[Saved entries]
'''

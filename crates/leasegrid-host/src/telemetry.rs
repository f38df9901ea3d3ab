//! Tracing subscriber setup.

use tracing_subscriber::EnvFilter;

/// Filter used when `RUST_LOG` is unset.
pub const DEFAULT_FILTER: &str = "info,leasegrid=debug";

/// Install the global fmt subscriber, JSON formatted when `json` is set.
/// Does nothing if a subscriber is already installed.
pub fn init_tracing(json: bool) {
    let filter = EnvFilter::try_from_default_env().unwrap_or_else(|_| EnvFilter::new(DEFAULT_FILTER));
    let installed = if json {
        tracing_subscriber::fmt()
            .json()
            .with_env_filter(filter)
            .try_init()
    } else {
        tracing_subscriber::fmt().with_env_filter(filter).try_init()
    };
    if installed.is_err() {
        tracing::debug!("tracing subscriber already installed");
    }
}
//! leasegrid-provisioning: scaling the worker fleet through a management API.
//!
//! # Architecture
//!
//! ```text
//! Provisioning::set_worker_count(n)
//!   → RetryPolicy (transient management errors only)
//!     → ChannelCache::acquire(endpoint)
//!       → cached channel             → call ManagementApi
//!       → none cached                → ManagementConnector::connect, cache it
//!     → transport failure            → guard.fault() evicts the channel, retry reconnects
//! ```
//!
//! The channel cache is the only piece of process-local shared state in
//! leasegrid; it is an owned value behind a coarse mutex, handed out
//! through scoped guards.

pub mod api;
pub mod channel;
pub mod error;
pub mod provisioning;

pub use api::{ManagementApi, ManagementConnector};
pub use channel::{ChannelCache, ChannelGuard, ChannelStats};
pub use error::{ManagementError, ManagementResult};
pub use provisioning::Provisioning;
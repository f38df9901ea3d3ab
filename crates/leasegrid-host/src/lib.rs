//! leasegrid-host: wiring a leasegrid process together.
//!
//! ```text
//! init_tracing()
//! LeasegridConfig::from_file("leasegrid.toml")
//!   → Host::open(config, queue substrate)       (redb blob store under [storage].data_dir)
//!     → register_service(settings, handler)     ([runners.<queue>] overrides applied)
//!     → run()                                   (ctrl-c → HostExit::Shutdown,
//!                                                restart  → HostExit::Restart)
//! ```
//!
//! A `HostExit::Restart` tells the supervisor to start a fresh process.

pub mod host;
pub mod telemetry;

pub use host::{BLOB_FILE, CONFIG_CONTAINER, Host, HostExit};
pub use telemetry::{DEFAULT_FILTER, init_tracing};
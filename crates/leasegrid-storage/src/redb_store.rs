//! RedbBlobStore: persistent blob substrate backed by redb.
//!
//! redb serializes write transactions, so reading the current version,
//! checking the precondition, and writing the new value inside one write
//! transaction gives the same linearizable conditional write a cloud blob
//! service offers. Versions come from a monotonically increasing sequence
//! so a token from a deleted blob never matches its successor.

use std::path::Path;
use std::sync::Arc;

use async_trait::async_trait;
use bytes::Bytes;
use redb::{Database, ReadableDatabase, ReadableTable};
use tracing::debug;

use crate::blob::{Blob, BlobStore, Version, WritePrecondition, WriteResult};
use crate::error::{StorageError, StorageResult};
use crate::tables::*;

/// Convert any `Display` error into a `StorageError::Backend` tagged with the
/// failing step.
macro_rules! map_err {
    ($step:literal) => {
        |e| StorageError::Backend(format!("{}: {e}", $step))
    };
}

fn blob_key(container: &str, name: &str) -> String {
    format!("{container}/{name}")
}

/// Thread-safe blob store backed by redb.
#[derive(Clone)]
pub struct RedbBlobStore {
    db: Arc<Database>,
}

impl RedbBlobStore {
    /// Open (or create) a persistent blob store at the given path.
    pub fn open(path: &Path) -> StorageResult<Self> {
        let db = Database::create(path).map_err(map_err!("open"))?;
        let store = Self { db: Arc::new(db) };
        store.ensure_tables()?;
        debug!(?path, "blob store opened");
        Ok(store)
    }

    /// Create an ephemeral in-memory blob store (for testing).
    pub fn open_in_memory() -> StorageResult<Self> {
        let backend = redb::backends::InMemoryBackend::new();
        let db = Database::builder()
            .create_with_backend(backend)
            .map_err(map_err!("open"))?;
        let store = Self { db: Arc::new(db) };
        store.ensure_tables()?;
        debug!("in-memory blob store opened");
        Ok(store)
    }

    /// Create all tables if they don't exist yet.
    fn ensure_tables(&self) -> StorageResult<()> {
        let txn = self.db.begin_write().map_err(map_err!("transaction"))?;
        txn.open_table(BLOBS).map_err(map_err!("table"))?;
        txn.open_table(VERSION_SEQ).map_err(map_err!("table"))?;
        txn.commit().map_err(map_err!("commit"))?;
        Ok(())
    }
}

#[async_trait]
impl BlobStore for RedbBlobStore {
    async fn get(&self, container: &str, name: &str) -> StorageResult<Option<Blob>> {
        let key = blob_key(container, name);
        let txn = self.db.begin_read().map_err(map_err!("transaction"))?;
        let table = txn.open_table(BLOBS).map_err(map_err!("table"))?;
        let found = table.get(key.as_str()).map_err(map_err!("read"))?;
        Ok(found.map(|guard| {
            let (version, data) = guard.value();
            Blob {
                data: Bytes::copy_from_slice(data),
                version: Version(version.to_string()),
            }
        }))
    }

    async fn put(
        &self,
        container: &str,
        name: &str,
        data: Bytes,
        precondition: WritePrecondition,
    ) -> StorageResult<WriteResult> {
        let key = blob_key(container, name);
        let txn = self.db.begin_write().map_err(map_err!("transaction"))?;
        let outcome = {
            let mut table = txn.open_table(BLOBS).map_err(map_err!("table"))?;
            let current = table
                .get(key.as_str())
                .map_err(map_err!("read"))?
                .map(|guard| Version(guard.value().0.to_string()));

            let allowed = match precondition {
                WritePrecondition::DoesNotExist => current.is_none(),
                WritePrecondition::MatchesVersion(ref expected) => {
                    current.as_ref() == Some(expected)
                }
                WritePrecondition::None => true,
            };
            if allowed {
                let mut seq = txn.open_table(VERSION_SEQ).map_err(map_err!("table"))?;
                let last = seq
                    .get(VERSION_SEQ_KEY)
                    .map_err(map_err!("read"))?
                    .map(|guard| guard.value())
                    .unwrap_or(0);
                let version = last + 1;
                seq.insert(VERSION_SEQ_KEY, version)
                    .map_err(map_err!("write"))?;
                table
                    .insert(key.as_str(), (version, data.as_ref()))
                    .map_err(map_err!("write"))?;
                Ok(version)
            } else {
                Err(current)
            }
        };

        let version = match outcome {
            Ok(version) => version,
            Err(current) => {
                txn.abort().map_err(map_err!("abort"))?;
                return Ok(WriteResult::PreconditionFailed { current });
            }
        };
        txn.commit().map_err(map_err!("commit"))?;
        debug!(%key, version, "blob written");
        Ok(WriteResult::Written {
            version: Version(version.to_string()),
        })
    }

    async fn delete(&self, container: &str, name: &str) -> StorageResult<bool> {
        let key = blob_key(container, name);
        let txn = self.db.begin_write().map_err(map_err!("transaction"))?;
        let existed;
        {
            let mut table = txn.open_table(BLOBS).map_err(map_err!("table"))?;
            existed = table.remove(key.as_str()).map_err(map_err!("write"))?.is_some();
        }
        txn.commit().map_err(map_err!("commit"))?;
        debug!(%key, existed, "blob deleted");
        Ok(existed)
    }

    async fn list(&self, container: &str, prefix: &str) -> StorageResult<Vec<String>> {
        let full_prefix = blob_key(container, prefix);
        let container_prefix_len = container.len() + 1;
        let txn = self.db.begin_read().map_err(map_err!("transaction"))?;
        let table = txn.open_table(BLOBS).map_err(map_err!("table"))?;
        let mut names = Vec::new();
        for entry in table.range(full_prefix.as_str()..).map_err(map_err!("read"))? {
            let (key, _) = entry.map_err(map_err!("read"))?;
            let key = key.value();
            if !key.starts_with(&full_prefix) {
                break;
            }
            names.push(key[container_prefix_len..].to_string());
        }
        Ok(names)
    }
}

'''

TASK BRIEF:
Nothing but an exact copy of the lines from the first one above through the line holding "pub const DEFAULT_FILTER: &str" should be returned.

ANSWER FOR THIS EXERCISE:
filename crates/leasegrid-host/src/telemetry.rs
repository f38df9901ea3d3ab
//! Tracing subscriber setup.

use tracing_subscriber::EnvFilter;

/// Filter used when `RUST_LOG` is unset.
pub const DEFAULT_FILTER: &str = "info,leasegrid=debug";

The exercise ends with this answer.